For Obamacare to work, enough young, healthy Americans like Fernandez need to sign up to offset the cost of older, more sick people. The median age of Latinos is 27, compared to 37 for the general population. About a fifth of the nation’s millennials are Hispanic and about two-thirds are U.S. born.
Community health clinics like La Clínica del Pueblo, nestled in the heart of D.C.’s Mount Pleasant neighborhood, have been key in helping reach Latinos for enrollment. Like other community health clinics it is well established and well known in the neighborhood. It is a trusted site with a Spanish-speaking and Latino staff for health care and other services. For its part, La Clínica first contacted all of its regular patients to help them sign up for coverage if they didn’t have it, then began enrolling people who walked in to inquire and reaching out to draw people in.
La Clínica’s yellow and rose painted walls helped diminish the tedium Saturday. The staff also used the opportunity to give its health promotion pitch, reminding people of the need for exercise. To underscore it, Jackson San Miguel, a clinic staffer, punched play on his mini-stereo every couple of hours to lead the prospective Obamacare enrollees in a Zumba workout. The Latin rhythms had everyone out of their seat for the 10:30 a.m. workout. A little more than half the room was participating at 12:30 p.m. Reynaldo-Rivera was an enthusiastic participant.

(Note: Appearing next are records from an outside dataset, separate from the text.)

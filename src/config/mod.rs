// src/config/mod.rs

//! Configuration loading and validation for jobdag.
//!
//! Responsibilities:
//! - Define the TOML-backed data model (`model.rs`).
//! - Load a config file from disk (`loader.rs`).
//! - Validate basic invariants like store settings (`validate.rs`).

pub mod loader;
pub mod model;
pub mod validate;

pub use loader::{default_config_path, load_and_validate, load_from_path, load_or_default};
pub use model::{ConfigFile, RawConfigFile, StoreSection};
pub use validate::validate_config;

What was missing was any political talk about the law that brought everyone to the clinic. A recent Pew Research Center analysis found a nearly equal share of Latinos approve and disapprove of the law, 47 percent. Yet 61 percent of Latinos agree with the statement that it is the government’s responsibility to ensure all Americans have health coverage.
All the political bickering about Obamacare really hasn’t been resonating with Juan Zeledon, 25, a computer networking student.
“All I know is I heard a lot of people complain about the whole Obamacare, but how does it affect me, I don’t know,” said Zeledon, who listened to music from his phone through his earbuds “I just know I needed medical insurance.”